New pentafluorophenyl complexes with phosphine-amide ligands

A series of nickel(II) and palladium(II) complexes containing one or two pentafluorophenyl ligands and the phosphino-amides o-Ph2PC6H4CONHR [R = iPr (a), Ph (b)] displaying different coordination modes have been synthesised. The chelating ability of these ligands and the influence of both coligands and the metal centre in their potential hemilabile behaviour have been explored. The crystal structure of (b) has been determined and reveals N–H⋯O intermolecular hydrogen bonding. Bis-pentafluorophenyl derivatives [M(C6F5)2(o-Ph2PC6H4CO-NHR)] [M = Ni; R = iPr (1a); R = Ph (1b); M = Pd; R = iPr (2a); R = Ph (2b)] in which (a) and (b) act as rigid P, O-chelating ligands were readily prepared from the labile precursors cis-[M(C6F5)2(PhCN)2]. X-ray structures of (1a), (1b) and (2a) have been established, allowing an interesting comparative structural discussion.
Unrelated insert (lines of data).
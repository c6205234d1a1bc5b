//! Business logic services for the application layer.

pub mod allocation_service;
pub mod auth_service;
pub mod resolution_service;

pub use allocation_service::{
    Allocation, AllocationOutcome, AllocationService, MAX_ALLOCATION_ATTEMPTS,
};
pub use auth_service::{AuthService, Identity};
pub use resolution_service::ResolutionService;
//! Top-level router configuration.
//!
//! # Route Structure
//!
//! - `GET  /`                    - Liveness greeting (public)
//! - `GET  /health`              - Health check with store ping (public)
//! - `GET  /{shortCode}`         - Short link redirect (public)
//! - `POST /generate-shortCode`  - Allocate a short code (Bearer token required)
//! - `GET  /all-urls`            - Caller's mappings (Bearer token required)
//!
//! # Middleware
//!
//! - **Tracing** - Structured request/response logging
//! - **CORS** - Restricted to the configured client origin
//! - **Authentication** - Bearer token on protected routes
//! - **Path normalization** - Trailing slash handling

use crate::api;
use crate::api::handlers::{health_handler, index_handler, redirect_handler};
use crate::api::middleware::{auth, cors, tracing};
use crate::state::AppState;
use axum::routing::get;
use axum::{Router, middleware};
use tower::Layer;
use tower_http::normalize_path::{NormalizePath, NormalizePathLayer};

/// Constructs the application router with all routes and middleware.
///
/// The CORS origin is taken from `state.client_domain`.
pub fn app_router(state: AppState) -> NormalizePath<Router> {
    let cors = cors::layer(state.client_domain.as_deref());

    let protected = api::routes::protected_routes()
        .route_layer(middleware::from_fn_with_state(state.clone(), auth::layer));

    let router = Router::new()
        .route("/", get(index_handler))
        .route("/health", get(health_handler))
        .route("/{short_code}", get(redirect_handler))
        .merge(protected)
        .with_state(state)
        .layer(cors)
        .layer(tracing::layer());

    NormalizePathLayer::trim_trailing_slash().layer(router)
}
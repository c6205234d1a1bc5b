//! Authenticated route configuration.
//!
//! All routes here require Bearer token authentication via
//! [`crate::api::middleware::auth`].

use crate::api::handlers::{all_urls_handler, generate_handler};
use crate::state::AppState;
use axum::{
    Router,
    routing::{get, post},
};

/// Routes that act on behalf of the authenticated caller.
///
/// # Endpoints
///
/// - `POST /generate-shortCode` - Allocate (or reuse) a short code for a long URL
/// - `GET  /all-urls`           - List the caller's mappings
pub fn protected_routes() -> Router<AppState> {
    Router::new()
        .route("/generate-shortCode", post(generate_handler))
        .route("/all-urls", get(all_urls_handler))
}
Dinuclear [{Pd(C6F5)(tht)(μ-Cl)}2] reacted with (a) and (b) yielding the monopentafluorophenyl complexes [Pd(C6F5)Cl{PPh2(C6H4–CONH–R)}] (R = iPr (3a), Ph (3b)) that showed a P, O-chelating behaviour of the ligands, confirmed by the crystal structure determination of (3a). New cationic palladium(II) complexes in which (a) and (b) behave as P-monodentate ligands have been synthesised by reacting them with [{Pd(C6F5)(tht)(μ-Cl)}2], stoichiometric Ag(O3SCF3) and external chelating reagents such as cod [Pd(C6F5)(cod){PPh2(C6H4-CONH-R)}](O3SCF3)(R = iPr (4a), Ph (4b)) and 2,2′-bipy [Pd(C6F5)(bipy){PPh2(C6H4-CONH-R)}](O3SCF3) (R = iPr (5a), Ph (5b)). When chloride abstraction in [{Pd(C6F5)(tht)(μ-Cl)}2] is promoted by means of a dithioanionic salt as dimethyl dithiophospate in the presence of (a) or (b), the corresponding neutral complexes [Pd(C6F5){S(S)P(OMe)2}{PPh2(C6H4-CONH-R)}] (R = iPr (6a), Ph (6b)) were obtained.